Quando se colocam, o que têm em casa antes? O nosso grande problema é este: o
capitalismo e a distribuição da riqueza. E os nossos dirigentes, quando chegam,
mudam de classe e nasce o nosso problema número dois: medo da emergência da
classe média.
E o que acha da actuação da justiça? Perante tamanhas situações de falta
de ética na governação, não seria este um momento para a justiça moçambicana se
impor? A nossa justiça tem um défice
antropológico. As nossas Leis foram concebidas em função de realidades
Europeias. A lei com código português reformulado serve para a nossa cultura?

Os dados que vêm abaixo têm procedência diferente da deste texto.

/// Append-only record of tap timestamps (milliseconds) and the intervals
/// between consecutive taps.
///
/// `intervals[i] == taps[i + 1] - taps[i]` always holds. Timestamps are not
/// validated: the clock feeding the log is trusted to be non-decreasing, and
/// an out-of-order tap simply produces a negative interval.
#[derive(Debug, Clone, Default, PartialEq)]
pub struct TapLog {
    taps: Vec<f64>,
    intervals: Vec<f64>,
}

impl TapLog {
    pub fn new() -> Self {
        Self::default()
    }

    /// Record a tap. Returns the interval it completed, if any.
    pub fn add_tap(&mut self, timestamp_ms: f64) -> Option<f64> {
        let interval = self.taps.last().map(|prev| timestamp_ms - prev);
        self.taps.push(timestamp_ms);
        if let Some(interval) = interval {
            self.intervals.push(interval);
        }
        interval
    }

    pub fn last_interval(&self) -> Option<f64> {
        self.intervals.last().copied()
    }

    pub fn taps(&self) -> &[f64] {
        &self.taps
    }

    pub fn intervals(&self) -> &[f64] {
        &self.intervals
    }

    pub fn tap_count(&self) -> usize {
        self.taps.len()
    }

    pub fn interval_count(&self) -> usize {
        self.intervals.len()
    }

    pub fn is_empty(&self) -> bool {
        self.taps.is_empty()
    }

    pub fn clear(&mut self) {
        self.taps.clear();
        self.intervals.clear();
    }
}

impl FromIterator<f64> for TapLog {
    fn from_iter<I: IntoIterator<Item = f64>>(iter: I) -> Self {
        let mut log = TapLog::new();
        for ts in iter {
            log.add_tap(ts);
        }
        log
    }
}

Não. Mas nós adoptamos as leis, regulamentos, estatutos e tudo. São
regulamentos em função de quê?
Mas há um outro elemento. Ainda há dias, entrevistávamos o juíz João
Trindade que nos dizia que um dos grandes problemas do nosso poder judiciário é
que está a reboque do poder executivo. Está
enganado e equivocado. Nenhuma magistratura está acima do chefe de Estado. Ou é
Estado ou é barraca. O que quer o juiz Trindade? A barraca ou o Estado? Não
está a reboque. O problema é que a identidade cultural e o défice antropológico
dos juízes fazem com que eles peguem aquilo que deve ser a Lei nos Estados
Unidos e em Portugal e tentem aplicar aqui.
Há dias a Dra. Benvinda Levi dizia também que hoje falar de magistrados
é quase a mesma coisa que falar de criminosos. Porque
nós é que pensamos que todo o juiz é criminoso, o que é falso. Mas hoje em dia
há muitos juízes que… Muito bem, é excepção, não há regra sem excepção.

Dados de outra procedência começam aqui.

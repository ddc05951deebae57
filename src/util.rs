use itertools::Itertools;

pub fn mean(data: &[f64]) -> Option<f64> {
    match data.len() {
        0 => None,
        count => Some(data.iter().sum::<f64>() / count as f64),
    }
}

/// Population standard deviation.
pub fn std_dev(data: &[f64]) -> Option<f64> {
    let data_mean = mean(data)?;
    let variance = data
        .iter()
        .map(|value| {
            let diff = data_mean - *value;

            diff * diff
        })
        .sum::<f64>()
        / data.len() as f64;

    Some(variance.sqrt())
}

/// Mean absolute difference between neighbouring values. Needs two values.
pub fn mean_abs_step(data: &[f64]) -> Option<f64> {
    let steps = data
        .iter()
        .tuple_windows()
        .map(|(prev, next)| (next - prev).abs())
        .collect::<Vec<f64>>();

    mean(&steps)
}

/// Length of the longest run of consecutive items satisfying `pred`.
pub fn longest_run<T>(data: &[T], pred: impl Fn(&T) -> bool) -> usize {
    data.iter()
        .fold((0usize, 0usize), |(best, current), item| {
            if pred(item) {
                (best.max(current + 1), current + 1)
            } else {
                (best, 0)
            }
        })
        .0
}

#[cfg(test)]
mod tests {
    use super::*;

    #[test]
    fn test_mean() {
        assert_eq!(mean(&[500., 510., 490.]), Some(500.0));
        assert_eq!(mean(&[15., 7., 55., 12., 4.]), Some(18.6));
    }

    #[test]
    fn test_mean_empty_slice() {
        assert_eq!(mean(&[]), None);
    }

    #[test]
    fn test_mean_negative_values() {
        assert_eq!(mean(&[-5.0, -10.0, -15.0]), Some(-10.0));
    }

    #[test]
    fn test_std_dev() {
        assert_eq!(
            std_dev(&[100., 120., 90., 102., 94.]),
            Some(10.322790320451151)
        );
        assert_eq!(std_dev(&[490., 510.]), Some(10.0));
    }

    #[test]
    fn test_std_dev_single_value() {
        assert_eq!(std_dev(&[42.0]), Some(0.0));
    }

    #[test]
    fn test_std_dev_empty_slice() {
        assert_eq!(std_dev(&[]), None);
    }

    #[test]
    fn test_std_dev_identical_values() {
        assert_eq!(std_dev(&[500.0, 500.0, 500.0, 500.0]), Some(0.0));
    }

    #[test]
    fn test_mean_abs_step() {
        assert_eq!(mean_abs_step(&[500., 510., 500.]), Some(10.0));
        assert_eq!(mean_abs_step(&[500., 540., 520.]), Some(30.0));
    }

    #[test]
    fn test_mean_abs_step_needs_two_values() {
        assert_eq!(mean_abs_step(&[]), None);
        assert_eq!(mean_abs_step(&[500.]), None);
    }

    #[test]
    fn test_longest_run() {
        let data = [1, 1, 0, 1, 1, 1, 0];
        assert_eq!(longest_run(&data, |v| *v == 1), 3);
        assert_eq!(longest_run(&data, |v| *v == 2), 0);
        assert_eq!(longest_run::<i32>(&[], |_| true), 0);
    }
}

Mas ultimamente temos sido acolhidos quase todos os dias por notícias
sobre juízes envolvidos na comercialização de sentenças. Sem dúvidas, mas não é isso que nos deve fazer
parar de formar juízes. Mas temos de pensar numa Lei de acordo com o nosso
contexto cultural. O défice antropológico é justamente ter princípios que não
se baseiam na sua cultura. Sabe, eu cheguei ao Tribunal (N.R: acusado de desvio
de fundos e abuso de poder na Agência de Energia Atómica) e disse-lhes que
podiam me fuzilar, mas eu não roubei, levei dinheiro porque sei que há muito
equipamento de energia atómica que está nas minas de gás, de carvão e de
petróleo.
Em nenhum país no mundo assuntos de energia atómica são tratado num
Tribunal qualquer porque a energia atómica fica nas mãos do comandante em
chefe. Mas aqui se disse que “Carlos Machile está no banco dos réus, gastou mal
dinheiro, roubou…” não roubei nada. Se quisesse ser rico, sairia rico da
UP…deixei a UP com não menos que um bilião de meticais.
Como tem acompanhado o assunto sobre as dívidas ocultas? Eu como cientista político digo: senhores, este é
um mercado muito apetecível. O grande problema era a liquefacção do gás no mar
ou em terra e vincou a liquefacção no mar. Então, o projecto ligado a isso e
que provoca dívidas ocultas chama-se EMATUM.
Mas também temos Proíndicus e MAM. Mas sem
defesa e Segurança quem vai controlar a tua riqueza? Tu queres fazer de
Moçambique uma barraca?
Mas Professor, o maior problema até pode não ser a operação em si, mas a
forma como ela foi feita? Faz favor, não era para fazer
disto público e despertar o mundo.
O que pensa da auditoria que foi feita e de cujos resultados são
aguardados com bastante expectativa? A
auditoria pode fazer tudo, mas é o início do fim da soberania porque aquele é
um assunto interno. Até quando se esgotou a capacidade dos moçambicanos dizerem
“camarada Guebuza falhou”?
No geral, o que achou dos 10 anos da governação do presidente Guebuza? Eu respeito a ele. Eu era membro do Comité Central.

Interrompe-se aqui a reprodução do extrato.